Mara é um filme de terror dirigido por Clive Tonge, lançado em 2018 e que parte de uma premissa bem simples: a existência de uma entidade sobrenatural que paralisa e ataca a vítima durante o sono.

À primeira vista, é impossível não lembrar de Freddy Krueger em A Hora do Pesadelo — um antagonista tão icônico que inclusive é citado diretamente no enredo. No entanto, estamos aqui para revisitar outras obras que, com certeza, também tiveram sua influência.

O Chamado (2002)

O filme nos apresenta Samara Morgan, uma garota com poderes paranormais que, após sua morte, persegue todos aqueles que assistiram sua fita amaldiçoada, matando-os após 7 dias.

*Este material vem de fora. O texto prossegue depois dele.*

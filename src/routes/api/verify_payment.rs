//! src/routes/api/verify_payment.rs

use actix_web::{web, HttpResponse};
use chrono::{SecondsFormat, Utc};
use serde_json::Value;

use crate::configuration::PaymentSettings;
use crate::domain::PaymentReference;
use crate::error::{ApiError, ApiResult};
use crate::payment_client::{PaystackClient, VerifiedPayment};

#[derive(serde::Deserialize, serde::Serialize)]
pub struct VerifyPaymentRequest {
    /// The widget hands back strings, but numbers are accepted as well.
    #[serde(default)]
    pub reference: Option<Value>,
}

#[derive(serde::Serialize, serde::Deserialize, Debug)]
pub struct VerifyPaymentResponse {
    pub success: bool,
    pub data: VerifiedPayment,
}

#[tracing::instrument(
    name = "Verify a payment",
    skip(body, payment_client, payment_settings),
    fields(payment_reference = ?body.reference)
)]
pub async fn verify_payment(
    body: web::Json<VerifyPaymentRequest>,
    payment_client: web::Data<PaystackClient>,
    payment_settings: web::Data<PaymentSettings>,
) -> ApiResult<HttpResponse> {
    let reference = reference_text(body.0.reference)
        .ok_or_else(|| ApiError::MalformedBody("Payment reference is required".into()))?;

    let payment = if payment_settings.mock_verification {
        tracing::info!("Mock verification, the payment provider is not contacted");
        mocked_payment(reference, payment_settings.application_fee_kobo)
    } else {
        let reference = PaymentReference::parse(reference)?;
        payment_client.verify_transaction(&reference).await?
    };
    Ok(HttpResponse::Ok().json(VerifyPaymentResponse {
        success: true,
        data: payment,
    }))
}

/// Non-blank string or number as text.
fn reference_text(reference: Option<Value>) -> Option<String> {
    match reference? {
        Value::String(reference) if !reference.trim().is_empty() => Some(reference),
        Value::Number(reference) => Some(reference.to_string()),
        _ => None,
    }
}

fn mocked_payment(reference: String, amount: u64) -> VerifiedPayment {
    VerifiedPayment {
        reference,
        status: "success".into(),
        amount,
        paid_at: Some(Utc::now().to_rfc3339_opts(SecondsFormat::Millis, true)),
    }
}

Samara (que é uma versão americanizada de Sadako Yamamura, do original japonês Ringu, de 1998) representou um marco nos filmes de terror. Suas vestes brancas, em contraste com os longos cabelos escuros cobrindo o rosto, fazem parte de uma caracterização básica, mas que assusta até hoje.

Além disso, sua forma de locomoção — que remete à maneira como a garotinha tentou escalar o poço, pouco antes de morrer — não só causa estranheza, como também faz parte da identificação da personagem.

Mama (2013)

Mama, em vida, se chamava Edith Brennan e era paciente em um asilo. Através de um flashback, vemos sua fuga da instituição (carregando o filho recém-nascido) e a decorrente perseguição por parte das autoridades. Sem escapatória, ela decide se jogar de um penhasco, com a criança em seus braços.

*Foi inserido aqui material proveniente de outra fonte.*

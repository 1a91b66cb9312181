//! src/domain/mod.rs

mod applicant_email;
mod applicant_name;
mod application;
pub mod form_layout;
mod payment_reference;

pub use applicant_email::ApplicantEmail;
pub use applicant_name::ApplicantName;
pub use application::{ApplicationFields, NewApplication, REQUIRED_FIELDS};
pub use payment_reference::PaymentReference;

/// Validation error for domain data
#[derive(thiserror::Error, Debug)]
pub enum ValidationError {
    #[error("Missing required fields: {}", .0.join(", "))]
    MissingFields(Vec<&'static str>),
    #[error("`{0}` is not a valid applicant name.")]
    InvalidName(String),
    #[error("`{0}` is not a valid applicant email.")]
    InvalidEmail(String),
    #[error("`{0}` is not a valid payment reference.")]
    InvalidPaymentReference(String),
    #[error("Field `{0}` is not valid UTF-8 text.")]
    InvalidFieldEncoding(String),
}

A culpa guarde esta informação — pela morte de seu bebê a converteu em um espírito perturbado, que possui um instinto maternal (ainda que duvidoso) e uma certa obsessão por aquelas que acolhe como filhas.

Semelhanças com Mara

As referências a O Chamado não se limitam apenas à figura ou ao “andar” de Mara:

  1. Em uma das mortes, notamos uma televisão ligada mas fora do ar, assim como aparecia na fita amaldiçoada de Samara;
  2. Nos dois filmes, as vítimas passam por “fases” em uma linha cronológica aterrorizante, desde o primeiro contato até o ataque final (em O Chamado, são 7 dias até a morte e em Mara, são 4 estágios);
  3. As vítimas sonham com as entidades e são marcadas fisicamente por elas (Samara deixa hematomas e Mara, uma mancha vermelha em um dos olhos);
  4. Seus próprios cadáveres, por fim, ficam retorcidos, desfigurados, em posições não-naturais e com uma permanente expressão de pavor.

Já em relação a Mama, além do corpo demasiadamente magro e disforme, percebemos a culpa como denominador comum nas narrativas, visto que em uma, é o sentimento que atormenta o espírito; e em outra, trata-se da condição determinante para definir se haverá morte ou não.

Curiosamente, toda essa relação de conformidade está explícita desde o primeiro momento, refletida através da combinação entre os nomes:

Mama + Samara = Mara.

O que isso quer dizer? O gênero horror está fadado à repetição?

Não necessariamente. De fato, há semelhanças entre as personagens, mas cada uma delas possui um passado e, consequentemente, uma motivação diferente para atacar. Se verificarmos e compararmos obras dentro de qualquer outro gênero (ficção, ação ou romance, por exemplo), também encontraremos similaridades. É compreensível — e até esperado — que boas histórias se utilizem de fórmulas afins.

O fato de Mara fazer referência a obras anteriores ao seu lançamento pode ser visto, inclusive, como uma forma de cativar os fãs de horror, que consomem mídias advindas do gênero e notam as alusões como uma espécie de easter egg. Ou seja, conversa diretamente com seu público.

Uma coisa não se pode negar: todas as três cumprem bem seus papéis tenebrosos, sendo capazes de transcender seus próprios universos e imergir em nossos pesadelos.